“Continued business closures and the reduction in hours worked mean that the supply of certain goods and services will remain suppressed,” the head of the independent budget agency wrote. “At the same time, as people limit their social interactions, household and business demand for many goods and services will be subdued.”
“Therefore, CBO estimates that as long as some degree of social distancing remains in place, the economic boost that might be expected from recent legislation will be smaller than it would be during a period of economic weakness without social distancing,” he said.
Spending by individuals and businesses will be recovered in the future “as stay-at-home orders and other interventions continue to ease,” he said.
Swagel cautioned that CBO’s projections are clouded by a “high degree of uncertainty” about how the pandemic will unfold, among other issues.
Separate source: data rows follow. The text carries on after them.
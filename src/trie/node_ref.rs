// Copyright 2025-present Harīṣh Tummalachērla
// SPDX-License-Identifier: Apache-2.0

//! Borrowed view of one node, with names resolved.
//!
//! A `NodeRef` borrows the index it came from, so it cannot outlive it or
//! survive a `clear()`. Use `NodeId` when you need a handle that can be held
//! across mutations.

use std::collections::BTreeSet;
use std::fmt;

use super::{SearchNode, Trie};
use crate::dictionary::Dictionary;
use crate::types::{Id, NodeId};

#[derive(Clone, Copy)]
pub struct NodeRef<'a> {
    trie: &'a Trie,
    dictionary: &'a Dictionary,
    delimiter: &'a str,
    id: NodeId,
}

impl<'a> NodeRef<'a> {
    pub(crate) fn new(
        trie: &'a Trie,
        dictionary: &'a Dictionary,
        delimiter: &'a str,
        id: NodeId,
    ) -> Self {
        // Resolve eagerly so a stale id faults here, not on first use
        trie.node(id);
        NodeRef {
            trie,
            dictionary,
            delimiter,
            id,
        }
    }

    fn with(&self, id: NodeId) -> NodeRef<'a> {
        NodeRef {
            id,
            ..*self
        }
    }

    fn entry(&self) -> &'a SearchNode {
        self.trie.node(self.id)
    }

    pub fn id(&self) -> NodeId {
        self.id
    }

    pub fn is_root(&self) -> bool {
        self.entry().parent().is_none()
    }

    /// This node's segment. Empty for the root.
    pub fn name(&self) -> &'a str {
        match self.entry().name_id() {
            Some(id) => self.dictionary.get_word(id),
            None => "",
        }
    }

    pub fn name_id(&self) -> Option<Id> {
        self.entry().name_id()
    }

    /// Delimiter-joined path from the top-level segment down to this node.
    pub fn full_name(&self) -> String {
        let mut segments: Vec<&str> = self
            .trie
            .get_nodes_to_parent(self.id, self.trie.root())
            .into_iter()
            .map(|id| self.with(id).name())
            .collect();
        segments.reverse();
        segments.join(self.delimiter)
    }

    pub fn token_ids(&self) -> &'a BTreeSet<Id> {
        self.entry().token_ids()
    }

    /// Smallest registered token, if any.
    pub fn first_token_id(&self) -> Option<Id> {
        self.token_ids().iter().next().copied()
    }

    pub fn is_structural(&self) -> bool {
        self.entry().is_structural()
    }

    pub fn parent(&self) -> Option<NodeRef<'a>> {
        self.entry().parent().map(|id| self.with(id))
    }

    pub fn children(&self) -> impl Iterator<Item = NodeRef<'a>> + 'a {
        let this = *self;
        self.entry().children().map(move |id| this.with(id))
    }

    pub fn child_with_name_id(&self, name_id: Id) -> Option<NodeRef<'a>> {
        self.trie
            .get_child_with_name_id(self.id, name_id)
            .map(|id| self.with(id))
    }

    /// See [`Trie::get_parents_without_token_id`].
    pub fn parents_without_token_id(&self) -> Vec<NodeRef<'a>> {
        self.trie
            .get_parents_without_token_id(self.id)
            .into_iter()
            .map(|id| self.with(id))
            .collect()
    }

    /// See [`Trie::get_nodes_to_parent`].
    pub fn nodes_to_parent(&self, boundary: NodeId) -> Vec<NodeRef<'a>> {
        self.trie
            .get_nodes_to_parent(self.id, boundary)
            .into_iter()
            .map(|id| self.with(id))
            .collect()
    }

    pub fn depth(&self) -> usize {
        self.trie.depth(self.id)
    }
}

impl PartialEq for NodeRef<'_> {
    fn eq(&self, other: &Self) -> bool {
        self.id == other.id && std::ptr::eq(self.trie, other.trie)
    }
}

impl Eq for NodeRef<'_> {}

impl fmt::Debug for NodeRef<'_> {
    fn fmt(&self, f: &mut fmt::Formatter<'_>) -> fmt::Result {
        f.debug_struct("NodeRef")
            .field("id", &self.id)
            .field("full_name", &self.full_name())
            .field("token_ids", self.token_ids())
            .finish()
    }
}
Nominal GDP is $3.9 trillion lower for this year and next year compared to projections that CBO made in January, largely driven by a huge drop in consumer spending.
Congress has passed four legislative packages in response to the coronavirus crisis, which CBO has projected will increase the federal deficit to nearly $4 trillion this year.
CBO has also scrambled to offer economic projections that account for the pandemic, predicting that economic growth will start to improve in the second half of this year but that the unemployment rate could remain high for months to come.
Bipartisan negotiations on another round of coronavirus relief have yet to begin, and last week‘s surprisingly positive jobs report has contributed to a lack of a sense of urgency.